TASK PROMPT: Among the lines below, count those that include "never", and state the count alone.

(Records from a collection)
__________

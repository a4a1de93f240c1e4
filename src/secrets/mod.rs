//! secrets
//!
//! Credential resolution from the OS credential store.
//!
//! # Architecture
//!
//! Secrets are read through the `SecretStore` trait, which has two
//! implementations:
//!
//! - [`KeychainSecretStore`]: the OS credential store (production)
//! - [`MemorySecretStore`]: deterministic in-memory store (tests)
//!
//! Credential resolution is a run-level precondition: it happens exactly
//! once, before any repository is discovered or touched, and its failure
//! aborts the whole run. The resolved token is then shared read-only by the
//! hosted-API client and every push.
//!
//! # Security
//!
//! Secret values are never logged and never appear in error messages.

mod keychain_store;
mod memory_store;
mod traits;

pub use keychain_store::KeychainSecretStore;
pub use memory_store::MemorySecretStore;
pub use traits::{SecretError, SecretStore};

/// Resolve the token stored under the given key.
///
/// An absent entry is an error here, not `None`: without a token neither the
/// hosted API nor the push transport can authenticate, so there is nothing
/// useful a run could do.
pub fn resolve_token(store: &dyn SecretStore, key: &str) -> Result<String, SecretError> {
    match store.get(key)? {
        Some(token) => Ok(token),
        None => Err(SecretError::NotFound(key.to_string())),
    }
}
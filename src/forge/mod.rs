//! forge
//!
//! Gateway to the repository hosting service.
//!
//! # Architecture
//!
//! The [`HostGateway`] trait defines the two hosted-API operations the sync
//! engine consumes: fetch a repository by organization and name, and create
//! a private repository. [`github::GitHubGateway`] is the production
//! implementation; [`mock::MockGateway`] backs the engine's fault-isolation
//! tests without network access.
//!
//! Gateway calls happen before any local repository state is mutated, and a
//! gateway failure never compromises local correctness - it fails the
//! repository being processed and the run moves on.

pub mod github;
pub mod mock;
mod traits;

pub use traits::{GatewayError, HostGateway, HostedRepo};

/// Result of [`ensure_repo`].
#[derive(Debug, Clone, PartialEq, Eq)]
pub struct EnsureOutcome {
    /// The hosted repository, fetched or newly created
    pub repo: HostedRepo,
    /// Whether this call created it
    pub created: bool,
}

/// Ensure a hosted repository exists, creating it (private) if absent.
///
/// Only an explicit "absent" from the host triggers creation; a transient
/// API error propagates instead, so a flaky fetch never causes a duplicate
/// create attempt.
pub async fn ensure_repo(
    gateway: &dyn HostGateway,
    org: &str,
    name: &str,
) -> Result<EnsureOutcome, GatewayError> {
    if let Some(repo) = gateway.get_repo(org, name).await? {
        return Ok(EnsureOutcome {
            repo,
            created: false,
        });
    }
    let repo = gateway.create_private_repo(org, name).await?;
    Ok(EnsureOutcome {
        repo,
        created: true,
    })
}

__________

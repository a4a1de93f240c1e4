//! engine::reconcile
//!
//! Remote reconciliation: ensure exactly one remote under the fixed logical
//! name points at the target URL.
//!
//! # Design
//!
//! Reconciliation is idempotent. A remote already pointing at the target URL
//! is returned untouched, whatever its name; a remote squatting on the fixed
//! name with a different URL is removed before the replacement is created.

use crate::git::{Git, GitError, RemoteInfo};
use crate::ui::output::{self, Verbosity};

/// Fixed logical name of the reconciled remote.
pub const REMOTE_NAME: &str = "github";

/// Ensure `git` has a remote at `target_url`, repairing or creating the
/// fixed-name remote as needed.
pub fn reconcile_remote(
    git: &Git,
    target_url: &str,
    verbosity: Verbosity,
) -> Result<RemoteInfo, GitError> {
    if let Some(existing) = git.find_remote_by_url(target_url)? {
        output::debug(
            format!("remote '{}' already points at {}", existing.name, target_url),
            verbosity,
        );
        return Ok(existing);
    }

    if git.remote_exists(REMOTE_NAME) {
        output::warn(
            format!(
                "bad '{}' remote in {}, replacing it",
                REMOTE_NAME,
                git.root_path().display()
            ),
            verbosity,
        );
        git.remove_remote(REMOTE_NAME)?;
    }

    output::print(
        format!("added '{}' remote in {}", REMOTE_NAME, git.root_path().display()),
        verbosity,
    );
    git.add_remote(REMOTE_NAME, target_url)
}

__________

EXERCISE OUTPUT: 3